Using characters from different regions and countries is a great way of introducing diversity and adding interest into a story. However, portraying accents and dialects in fiction should be handled sensitively.

The difference between accents and dialects

An accent is the way that we pronounce our words, and is usually associated with a particular region or country.

A dialect is a form of language characterised by vocabulary, grammar, and pronunciation particular to a region.

Are accents important?

Most of us are probably unaware of our accents, or think we don’t have one. I have always thought that I didn’t. But to someone from another area, I know that I do talk differently. I often use the dictation function on my iPhone to save time in writing emails and messages. The phone thinks I have an accent, judging by what it transcribes!  It is amusing to see its interpretation, but I do wonder if that is how other people hear me. And it is quite possible that this is the case. If I record the same passage again but speaking more slowly and more pronounced, the phone transcribes the correct words.

Writing accents phonetically is not a good idea.
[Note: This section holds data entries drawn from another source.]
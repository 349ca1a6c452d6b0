//! Conversion between ISO week coordinates and Gregorian month/day coordinates.
//!
//! Weeks run Monday to Sunday and week 1 is the week holding the year's first
//! Thursday (ISO-8601). Day offsets count from Monday = 0 to Sunday = 6.

use std::ops::RangeInclusive;

use chrono::{Datelike, Days, Duration, NaiveDate};

use crate::constants::{DAYS_PER_WEEK, ISO_MONTHS, LEAP_WEEK, WEEKS_PER_QUARTER};

/// Position of `date` within its ISO week (Monday = 0 .. Sunday = 6).
pub fn day_offset(date: NaiveDate) -> u32 {
    date.weekday().num_days_from_monday()
}

/// ISO week-year, week number and day offset of a Gregorian date.
///
/// The week-year differs from the Gregorian year for dates between
/// Dec 29 and Jan 3 whose week belongs to the neighbouring year.
pub fn iso_coordinates(date: NaiveDate) -> (i32, u32, u32) {
    let offset = day_offset(date);

    // The Thursday of the date's week fixes both week-year and week number.
    match date.checked_add_signed(Duration::days(3 - i64::from(offset))) {
        Some(thursday) => (thursday.year(), thursday.ordinal0() / DAYS_PER_WEEK + 1, offset),
        None => {
            let iso = date.iso_week();
            (iso.year(), iso.week(), offset)
        }
    }
}

/// ISO week number (1..=53) of a Gregorian date.
pub fn iso_week_of(date: NaiveDate) -> u32 {
    iso_coordinates(date).1
}

/// The Monday that begins ISO week `week` of `year`.
///
/// Week 53 of a year without a leap week yields the Monday of week 1 of the
/// following year; callers should not ask for it.
pub fn monday_of_iso_week(year: i32, week: u32) -> Option<NaiveDate> {
    let jan_first = NaiveDate::from_ymd_opt(year, 1, 1)?;
    let simple = jan_first.checked_add_days(Days::new(
        u64::from(week.saturating_sub(1)) * u64::from(DAYS_PER_WEEK),
    ))?;

    // Sunday = 0 here; Sunday..Thursday fall back (or forward, for Sunday) to
    // that week's Monday, Friday and Saturday move on to the next Monday.
    let dow = i64::from(simple.weekday().num_days_from_sunday());
    let shift = if dow <= 4 { 1 - dow } else { 8 - dow };

    simple.checked_add_signed(Duration::days(shift))
}

/// Gregorian date of an ISO (year, week, day offset) triple.
pub fn from_iso_coordinates(year: i32, week: u32, day_offset: u32) -> Option<NaiveDate> {
    monday_of_iso_week(year, week)?.checked_add_days(Days::new(u64::from(day_offset)))
}

/// True when Dec 31 of `year` falls in ISO week 53.
pub fn has_leap_week(year: i32) -> bool {
    NaiveDate::from_ymd_opt(year, 12, 31).is_some_and(|dec_31| iso_week_of(dec_31) == LEAP_WEEK)
}

pub fn weeks_in_year(year: i32) -> u32 {
    if has_leap_week(year) { LEAP_WEEK } else { LEAP_WEEK - 1 }
}

/// ISO month (1..=12) that displays `iso_week`.
///
/// Each quarter spans 13 weeks split 4/4/5; week 53 belongs to month 12.
pub fn iso_month_of_week(iso_week: u32) -> u32 {
    if iso_week >= LEAP_WEEK {
        return ISO_MONTHS;
    }

    let index = iso_week.saturating_sub(1);
    let quarter = index / WEEKS_PER_QUARTER;
    let month_in_quarter = match index % WEEKS_PER_QUARTER {
        0..=3 => 0,
        4..=7 => 1,
        _ => 2,
    };

    quarter * 3 + month_in_quarter + 1
}

/// ISO weeks belonging to ISO month `month` of `year`; `None` unless
/// `month` is 1..=12.
pub fn weeks_of_iso_month(year: i32, month: u32) -> Option<RangeInclusive<u32>> {
    if !(1..=ISO_MONTHS).contains(&month) {
        return None;
    }

    let quarter = (month - 1) / 3;
    let month_in_quarter = (month - 1) % 3;

    let first = quarter * WEEKS_PER_QUARTER + month_in_quarter * 4 + 1;
    let last = match month_in_quarter {
        2 if month == ISO_MONTHS && has_leap_week(year) => LEAP_WEEK,
        2 => first + 4,
        _ => first + 3,
    };

    Some(first..=last)
}

/// Build a date the way a lenient calendar would: days past the end of the
/// month roll into the next one (Feb 30 becomes Mar 1 or Mar 2).
pub fn lenient_date(year: i32, month: u32, day: u32) -> Option<NaiveDate> {
    let first = NaiveDate::from_ymd_opt(year, month, 1)?;
    first.checked_add_days(Days::new(u64::from(day.checked_sub(1)?)))
}
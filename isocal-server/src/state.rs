use std::sync::Arc;

use isocal_core::EventStore;

/// Shared application state
#[derive(Clone)]
pub struct AppState {
    pub store: Arc<EventStore>,
}

impl AppState {
    pub fn new(store: EventStore) -> Self {
        AppState {
            store: Arc::new(store),
        }
    }
}
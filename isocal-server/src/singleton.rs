//! Keeps two isocal-server instances from writing the same events file.

use anyhow::{Context, Result};
use fs2::FileExt;
use std::fs::{self, File};
use std::path::{Path, PathBuf};

/// A lock guard that releases the lock when dropped
pub struct LockGuard {
    _file: File,
}

/// `events.json` is guarded by `events.json.lock` next to it.
fn lock_path(data_path: &Path) -> PathBuf {
    let mut name = data_path.as_os_str().to_owned();
    name.push(".lock");
    PathBuf::from(name)
}

/// Acquire an exclusive lock on `data_path`, failing if another instance holds it
pub fn acquire_lock(data_path: &Path) -> Result<LockGuard> {
    if let Some(dir) = data_path.parent() {
        fs::create_dir_all(dir)
            .with_context(|| format!("Failed to create data directory {}", dir.display()))?;
    }

    let path = lock_path(data_path);
    let file = File::create(&path).context("Failed to create lock file")?;

    file.try_lock_exclusive().map_err(|_| {
        anyhow::anyhow!(
            "Another isocal-server instance is already using {}.\n\
            If you believe this is an error, remove: {}",
            data_path.display(),
            path.display()
        )
    })?;

    Ok(LockGuard { _file: file })
}
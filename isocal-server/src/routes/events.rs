//! Event endpoints

use axum::{
    Json, Router,
    extract::{Multipart, Path, Query, State},
    http::{StatusCode, header},
    response::IntoResponse,
    routing::{get, post},
};
use chrono::{Local, NaiveDate};
use serde::{Deserialize, Serialize};
use serde_json::Value;
use uuid::Uuid;

use isocal_core::search::next_occurrence;
use isocal_core::{Event, ImportResult, RawEvent};

use crate::routes::AppError;
use crate::state::AppState;

/// Multipart field carrying the uploaded CSV file
const CSV_FIELD: &str = "csvFile";

pub fn router() -> Router<AppState> {
    Router::new()
        .route(
            "/api/events",
            get(list_events).post(create_event).delete(delete_all_events),
        )
        .route("/api/events/import", post(import_events))
        .route("/api/events/export", get(export_events))
        .route(
            "/api/events/{id}",
            get(get_event).put(update_event).delete(delete_event),
        )
        .route("/api/events/{id}/next", get(next_event_occurrence))
}

/// Ids that are not UUIDs cannot name a stored event.
fn parse_id(id: &str) -> Result<Uuid, AppError> {
    Uuid::parse_str(id).map_err(|_| AppError::event_not_found())
}

/// Structural decode of a request body; field checks happen in the store.
fn parse_body(body: Value) -> Result<RawEvent, AppError> {
    serde_json::from_value(body).map_err(|e| AppError::BadRequest {
        error: "Invalid event data".to_string(),
        details: Some(Value::String(e.to_string())),
    })
}

/// GET /api/events - List all events
async fn list_events(State(state): State<AppState>) -> Result<Json<Vec<Event>>, AppError> {
    Ok(Json(state.store.list()?))
}

/// GET /api/events/{id}
async fn get_event(
    State(state): State<AppState>,
    Path(id): Path<String>,
) -> Result<Json<Event>, AppError> {
    let id = parse_id(&id)?;
    let event = state.store.get(id)?.ok_or_else(AppError::event_not_found)?;
    Ok(Json(event))
}

/// POST /api/events - Create an event under a fresh id
async fn create_event(
    State(state): State<AppState>,
    Json(body): Json<Value>,
) -> Result<(StatusCode, Json<Event>), AppError> {
    let event = state.store.create(parse_body(body)?)?;
    tracing::info!(id = %event.id(), title = event.title(), "Event created");
    Ok((StatusCode::CREATED, Json(event)))
}

/// PUT /api/events/{id} - Replace an event; the path id wins over the body's
async fn update_event(
    State(state): State<AppState>,
    Path(id): Path<String>,
    Json(body): Json<Value>,
) -> Result<Json<Event>, AppError> {
    let id = parse_id(&id)?;
    let event = state.store.update(id, parse_body(body)?)?;
    Ok(Json(event))
}

/// DELETE /api/events/{id}
async fn delete_event(
    State(state): State<AppState>,
    Path(id): Path<String>,
) -> Result<StatusCode, AppError> {
    let id = parse_id(&id)?;
    state.store.delete(id)?;
    Ok(StatusCode::NO_CONTENT)
}

/// DELETE /api/events - Remove every event
async fn delete_all_events(State(state): State<AppState>) -> Result<StatusCode, AppError> {
    state.store.delete_all()?;
    tracing::info!("All events deleted");
    Ok(StatusCode::NO_CONTENT)
}

/// POST /api/events/import - Upsert events from an uploaded CSV file
async fn import_events(
    State(state): State<AppState>,
    mut multipart: Multipart,
) -> Result<Json<ImportResult>, AppError> {
    let mut upload = None;

    while let Some(field) = multipart.next_field().await? {
        if field.name() == Some(CSV_FIELD) {
            upload = Some(field.bytes().await?);
            break;
        }
    }

    let bytes = upload.ok_or_else(|| AppError::bad_request("No file uploaded"))?;
    let content =
        String::from_utf8(bytes.to_vec()).map_err(|_| AppError::bad_request("CSV file must be UTF-8"))?;

    if content.trim().is_empty() {
        return Err(AppError::bad_request("Empty CSV file"));
    }

    let result = state.store.import_csv(&content)?;
    tracing::info!(
        created = result.success,
        updated = result.updated,
        failed = result.errors.len(),
        "CSV imported"
    );
    Ok(Json(result))
}

/// GET /api/events/export - All events as CSV
async fn export_events(State(state): State<AppState>) -> Result<impl IntoResponse, AppError> {
    let csv = state.store.export_csv()?;
    Ok((
        [
            (header::CONTENT_TYPE, "text/csv; charset=utf-8"),
            (header::CONTENT_DISPOSITION, "attachment; filename=\"events.csv\""),
        ],
        csv,
    ))
}

#[derive(Deserialize)]
struct NextQuery {
    from: Option<NaiveDate>,
}

#[derive(Serialize)]
struct NextOccurrence {
    date: Option<NaiveDate>,
}

/// GET /api/events/{id}/next?from=YYYY-MM-DD - Next day the event occurs on
async fn next_event_occurrence(
    State(state): State<AppState>,
    Path(id): Path<String>,
    Query(query): Query<NextQuery>,
) -> Result<Json<NextOccurrence>, AppError> {
    let id = parse_id(&id)?;
    let event = state.store.get(id)?.ok_or_else(AppError::event_not_found)?;
    let from = query.from.unwrap_or_else(|| Local::now().date_naive());

    Ok(Json(NextOccurrence {
        date: next_occurrence(&event, from),
    }))
}
//! Core types for isocal.
//!
//! This crate is shared by isocal-server and isocal-cli:
//! - `IsoDate`/`NormalDate` and the conversion between ISO week and Gregorian coordinates
//! - `Event` validation and the recurrence evaluator in [`occurrence`]
//! - `EventStore` with memory and JSON file backends, plus CSV import/export
//! - month views and next-occurrence search for front-ends

pub mod config;
pub mod constants;
pub mod csv_io;
pub mod date;
pub mod error;
pub mod event;
pub mod grid;
pub mod iso_week;
pub mod occurrence;
pub mod recurrence;
pub mod search;
pub mod store;

pub use date::{IsoDate, NormalDate, RawIsoDate, RawNormalDate};
pub use error::{FieldIssue, IsocalError, IsocalResult, ValidationError};
pub use event::{Event, EventDate, EventUpdate, RawEvent, RawEventDate};
pub use occurrence::{
    occurs_on, occurs_on_iso_date, occurs_on_iso_date_any, occurs_on_normal_date,
    occurs_on_normal_date_any,
};
pub use recurrence::RecurrencePattern;
pub use store::{EventStore, ImportResult, UpsertOutcome};
//! Recurrence patterns an event can repeat on.

use std::fmt;
use std::str::FromStr;

use serde::{Deserialize, Serialize};

use crate::error::ValidationError;

#[derive(Debug, Clone, Copy, PartialEq, Eq, Hash, Default, Serialize, Deserialize)]
pub enum RecurrencePattern {
    #[default]
    None,
    EveryDay,
    EveryWeek,
    EveryMonth,
    EveryQuarter,
    EveryYear,
    Every2Years,
    Every3Years,
    Every5Years,
    Every10Years,
}

impl RecurrencePattern {
    pub const ALL: [RecurrencePattern; 10] = [
        RecurrencePattern::None,
        RecurrencePattern::EveryDay,
        RecurrencePattern::EveryWeek,
        RecurrencePattern::EveryMonth,
        RecurrencePattern::EveryQuarter,
        RecurrencePattern::EveryYear,
        RecurrencePattern::Every2Years,
        RecurrencePattern::Every3Years,
        RecurrencePattern::Every5Years,
        RecurrencePattern::Every10Years,
    ];

    pub fn as_str(&self) -> &'static str {
        match self {
            RecurrencePattern::None => "None",
            RecurrencePattern::EveryDay => "EveryDay",
            RecurrencePattern::EveryWeek => "EveryWeek",
            RecurrencePattern::EveryMonth => "EveryMonth",
            RecurrencePattern::EveryQuarter => "EveryQuarter",
            RecurrencePattern::EveryYear => "EveryYear",
            RecurrencePattern::Every2Years => "Every2Years",
            RecurrencePattern::Every3Years => "Every3Years",
            RecurrencePattern::Every5Years => "Every5Years",
            RecurrencePattern::Every10Years => "Every10Years",
        }
    }

    /// Human-readable label, e.g. "Every 2 years".
    pub fn label(&self) -> &'static str {
        match self {
            RecurrencePattern::None => "Does not repeat",
            RecurrencePattern::EveryDay => "Every day",
            RecurrencePattern::EveryWeek => "Every week",
            RecurrencePattern::EveryMonth => "Every month",
            RecurrencePattern::EveryQuarter => "Every quarter",
            RecurrencePattern::EveryYear => "Every year",
            RecurrencePattern::Every2Years => "Every 2 years",
            RecurrencePattern::Every3Years => "Every 3 years",
            RecurrencePattern::Every5Years => "Every 5 years",
            RecurrencePattern::Every10Years => "Every 10 years",
        }
    }

    /// Cycle length in years for the yearly patterns, `None` for the rest.
    pub fn year_interval(&self) -> Option<i64> {
        match self {
            RecurrencePattern::EveryYear => Some(1),
            RecurrencePattern::Every2Years => Some(2),
            RecurrencePattern::Every3Years => Some(3),
            RecurrencePattern::Every5Years => Some(5),
            RecurrencePattern::Every10Years => Some(10),
            _ => None,
        }
    }

    /// Whether `year_delta` years after the anchor lands on the cycle.
    pub(crate) fn matches_year_delta(&self, year_delta: i64) -> bool {
        self.year_interval()
            .is_some_and(|interval| year_delta >= 0 && year_delta % interval == 0)
    }
}

impl fmt::Display for RecurrencePattern {
    fn fmt(&self, f: &mut fmt::Formatter<'_>) -> fmt::Result {
        f.write_str(self.as_str())
    }
}

impl FromStr for RecurrencePattern {
    type Err = ValidationError;

    fn from_str(s: &str) -> Result<Self, Self::Err> {
        RecurrencePattern::ALL
            .into_iter()
            .find(|pattern| pattern.as_str() == s)
            .ok_or_else(|| {
                ValidationError::single("recurrence", format!("unknown recurrence '{}'", s))
            })
    }
}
We all hear accents in different ways, so how one person writes their interpretation of the accent will be different to someone else. Trying to reproduce an accent phonetically is offensive and discriminatory. It could also be seen as poking fun at the accent being depicted. And remember that we all hear accents in different ways.

The point here is that we all have an accent, so for one accent to be singled out as different and to be drawn to the reader’s attention may not be appropriate. Accent and country of origin may be an important part of the story, but there are ways of introducing accents sensitively and without stereotyping or mocking.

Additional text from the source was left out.